*** Block opens ***
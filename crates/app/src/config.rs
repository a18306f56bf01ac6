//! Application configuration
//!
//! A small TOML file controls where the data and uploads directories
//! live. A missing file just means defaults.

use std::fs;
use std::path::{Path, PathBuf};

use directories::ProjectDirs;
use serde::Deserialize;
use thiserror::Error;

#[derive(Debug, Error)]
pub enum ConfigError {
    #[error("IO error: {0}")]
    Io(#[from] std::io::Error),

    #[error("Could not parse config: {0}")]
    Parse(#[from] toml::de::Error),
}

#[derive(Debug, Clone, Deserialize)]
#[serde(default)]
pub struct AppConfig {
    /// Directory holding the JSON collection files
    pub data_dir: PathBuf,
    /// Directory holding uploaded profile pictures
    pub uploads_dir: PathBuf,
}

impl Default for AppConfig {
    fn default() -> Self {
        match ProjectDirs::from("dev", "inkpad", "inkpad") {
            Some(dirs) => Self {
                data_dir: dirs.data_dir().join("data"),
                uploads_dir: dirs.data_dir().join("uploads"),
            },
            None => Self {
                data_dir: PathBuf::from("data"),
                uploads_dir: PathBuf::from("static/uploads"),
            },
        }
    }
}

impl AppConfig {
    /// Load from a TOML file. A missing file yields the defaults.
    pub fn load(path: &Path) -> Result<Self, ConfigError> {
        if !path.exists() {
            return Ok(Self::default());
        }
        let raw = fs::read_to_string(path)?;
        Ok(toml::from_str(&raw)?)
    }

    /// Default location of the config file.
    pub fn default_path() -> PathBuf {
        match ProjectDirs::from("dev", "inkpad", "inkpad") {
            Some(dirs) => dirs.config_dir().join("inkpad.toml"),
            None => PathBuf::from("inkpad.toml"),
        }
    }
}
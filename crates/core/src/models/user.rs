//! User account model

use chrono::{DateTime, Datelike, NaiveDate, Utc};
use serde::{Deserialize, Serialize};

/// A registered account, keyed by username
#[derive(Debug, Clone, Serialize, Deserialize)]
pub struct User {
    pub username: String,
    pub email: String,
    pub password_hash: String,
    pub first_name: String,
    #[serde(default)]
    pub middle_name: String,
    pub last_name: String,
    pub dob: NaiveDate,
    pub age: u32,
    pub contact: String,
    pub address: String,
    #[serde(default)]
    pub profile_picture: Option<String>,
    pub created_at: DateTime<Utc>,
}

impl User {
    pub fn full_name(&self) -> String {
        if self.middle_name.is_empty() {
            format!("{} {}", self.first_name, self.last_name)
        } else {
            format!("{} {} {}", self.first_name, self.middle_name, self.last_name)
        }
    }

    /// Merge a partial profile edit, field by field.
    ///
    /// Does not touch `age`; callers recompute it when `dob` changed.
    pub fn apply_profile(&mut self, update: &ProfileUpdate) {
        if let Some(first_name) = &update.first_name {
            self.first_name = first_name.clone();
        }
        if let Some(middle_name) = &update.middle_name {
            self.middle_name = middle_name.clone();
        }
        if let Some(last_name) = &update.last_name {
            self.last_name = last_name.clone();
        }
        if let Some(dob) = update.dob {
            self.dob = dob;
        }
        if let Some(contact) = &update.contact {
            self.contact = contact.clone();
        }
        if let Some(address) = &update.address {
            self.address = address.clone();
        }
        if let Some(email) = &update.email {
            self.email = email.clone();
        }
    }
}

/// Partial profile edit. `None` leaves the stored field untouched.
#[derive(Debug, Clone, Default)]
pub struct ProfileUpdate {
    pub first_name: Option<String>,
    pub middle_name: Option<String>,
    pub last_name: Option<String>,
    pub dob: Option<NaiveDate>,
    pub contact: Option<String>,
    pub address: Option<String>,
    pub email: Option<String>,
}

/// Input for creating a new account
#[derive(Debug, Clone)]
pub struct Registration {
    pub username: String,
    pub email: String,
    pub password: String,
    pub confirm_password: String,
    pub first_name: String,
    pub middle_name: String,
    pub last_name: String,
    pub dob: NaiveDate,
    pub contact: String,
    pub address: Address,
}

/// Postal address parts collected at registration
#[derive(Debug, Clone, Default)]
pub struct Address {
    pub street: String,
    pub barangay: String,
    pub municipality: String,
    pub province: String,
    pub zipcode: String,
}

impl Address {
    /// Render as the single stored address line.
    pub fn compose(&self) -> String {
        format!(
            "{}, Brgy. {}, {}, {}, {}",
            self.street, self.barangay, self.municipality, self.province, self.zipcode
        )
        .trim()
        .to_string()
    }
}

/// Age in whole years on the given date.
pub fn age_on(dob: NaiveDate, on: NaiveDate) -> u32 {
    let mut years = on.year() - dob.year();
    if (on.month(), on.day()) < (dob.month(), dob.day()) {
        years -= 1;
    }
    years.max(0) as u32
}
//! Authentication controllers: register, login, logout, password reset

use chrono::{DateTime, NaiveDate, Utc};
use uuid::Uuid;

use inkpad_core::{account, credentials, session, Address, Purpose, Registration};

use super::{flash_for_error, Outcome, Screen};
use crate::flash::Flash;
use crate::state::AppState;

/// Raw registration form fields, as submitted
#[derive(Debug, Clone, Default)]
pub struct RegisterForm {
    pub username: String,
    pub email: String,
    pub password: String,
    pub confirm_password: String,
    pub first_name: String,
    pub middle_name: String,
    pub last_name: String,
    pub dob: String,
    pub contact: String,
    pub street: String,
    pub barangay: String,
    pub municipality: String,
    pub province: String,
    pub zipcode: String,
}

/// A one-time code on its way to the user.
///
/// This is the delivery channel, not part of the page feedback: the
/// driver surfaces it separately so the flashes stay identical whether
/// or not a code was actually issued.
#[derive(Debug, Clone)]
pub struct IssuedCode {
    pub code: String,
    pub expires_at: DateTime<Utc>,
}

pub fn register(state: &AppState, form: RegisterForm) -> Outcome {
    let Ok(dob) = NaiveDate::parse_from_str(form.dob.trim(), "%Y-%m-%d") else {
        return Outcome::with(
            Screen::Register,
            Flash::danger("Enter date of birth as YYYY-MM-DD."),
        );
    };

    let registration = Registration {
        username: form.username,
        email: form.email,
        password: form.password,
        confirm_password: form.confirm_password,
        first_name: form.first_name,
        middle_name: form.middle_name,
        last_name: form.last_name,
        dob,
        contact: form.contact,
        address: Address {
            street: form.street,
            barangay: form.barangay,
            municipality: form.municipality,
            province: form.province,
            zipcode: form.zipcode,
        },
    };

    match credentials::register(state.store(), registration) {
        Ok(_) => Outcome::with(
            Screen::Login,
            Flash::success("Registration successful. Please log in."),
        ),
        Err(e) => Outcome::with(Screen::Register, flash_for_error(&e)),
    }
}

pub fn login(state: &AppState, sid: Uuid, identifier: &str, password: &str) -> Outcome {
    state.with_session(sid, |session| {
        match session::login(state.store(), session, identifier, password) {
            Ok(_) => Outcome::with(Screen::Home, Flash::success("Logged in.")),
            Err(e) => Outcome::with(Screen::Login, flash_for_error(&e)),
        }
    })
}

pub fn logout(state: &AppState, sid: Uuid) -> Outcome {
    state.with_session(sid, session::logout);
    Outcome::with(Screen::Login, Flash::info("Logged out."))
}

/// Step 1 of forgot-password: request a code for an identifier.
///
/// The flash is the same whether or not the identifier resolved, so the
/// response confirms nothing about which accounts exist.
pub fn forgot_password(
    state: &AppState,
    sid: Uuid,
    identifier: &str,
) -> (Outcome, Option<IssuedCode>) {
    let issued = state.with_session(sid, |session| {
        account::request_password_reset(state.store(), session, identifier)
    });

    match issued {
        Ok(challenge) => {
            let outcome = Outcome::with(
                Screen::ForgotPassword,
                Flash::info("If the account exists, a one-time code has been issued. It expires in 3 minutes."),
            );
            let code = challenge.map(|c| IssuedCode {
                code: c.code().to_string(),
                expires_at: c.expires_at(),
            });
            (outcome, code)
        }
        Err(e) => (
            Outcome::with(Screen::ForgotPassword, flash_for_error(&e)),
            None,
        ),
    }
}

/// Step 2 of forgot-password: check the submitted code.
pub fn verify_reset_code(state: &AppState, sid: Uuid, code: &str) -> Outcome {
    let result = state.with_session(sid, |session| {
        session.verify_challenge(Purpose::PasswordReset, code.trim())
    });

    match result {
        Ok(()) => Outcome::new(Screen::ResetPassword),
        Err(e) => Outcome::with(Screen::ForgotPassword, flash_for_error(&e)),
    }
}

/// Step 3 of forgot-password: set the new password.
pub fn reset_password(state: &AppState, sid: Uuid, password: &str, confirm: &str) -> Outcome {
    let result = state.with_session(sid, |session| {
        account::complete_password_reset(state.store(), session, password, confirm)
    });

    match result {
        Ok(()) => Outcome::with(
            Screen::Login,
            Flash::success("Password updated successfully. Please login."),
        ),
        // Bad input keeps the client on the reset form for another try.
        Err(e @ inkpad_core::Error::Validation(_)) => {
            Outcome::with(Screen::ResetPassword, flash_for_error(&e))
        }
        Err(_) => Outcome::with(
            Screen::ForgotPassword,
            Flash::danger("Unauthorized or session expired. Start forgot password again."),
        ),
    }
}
*** Block closes ***
**Task directions**
With the first line being the one containing "the given date." and the last line the one containing "logout, password reset", transcribe exactly the lines above that fall in that range.

**Exercise response**
/// Age in whole years on the given date.
pub fn age_on(dob: NaiveDate, on: NaiveDate) -> u32 {
    let mut years = on.year() - dob.year();
    if (on.month(), on.day()) < (dob.month(), dob.day()) {
        years -= 1;
    }
    years.max(0) as u32
}
//! Authentication controllers: register, login, logout, password reset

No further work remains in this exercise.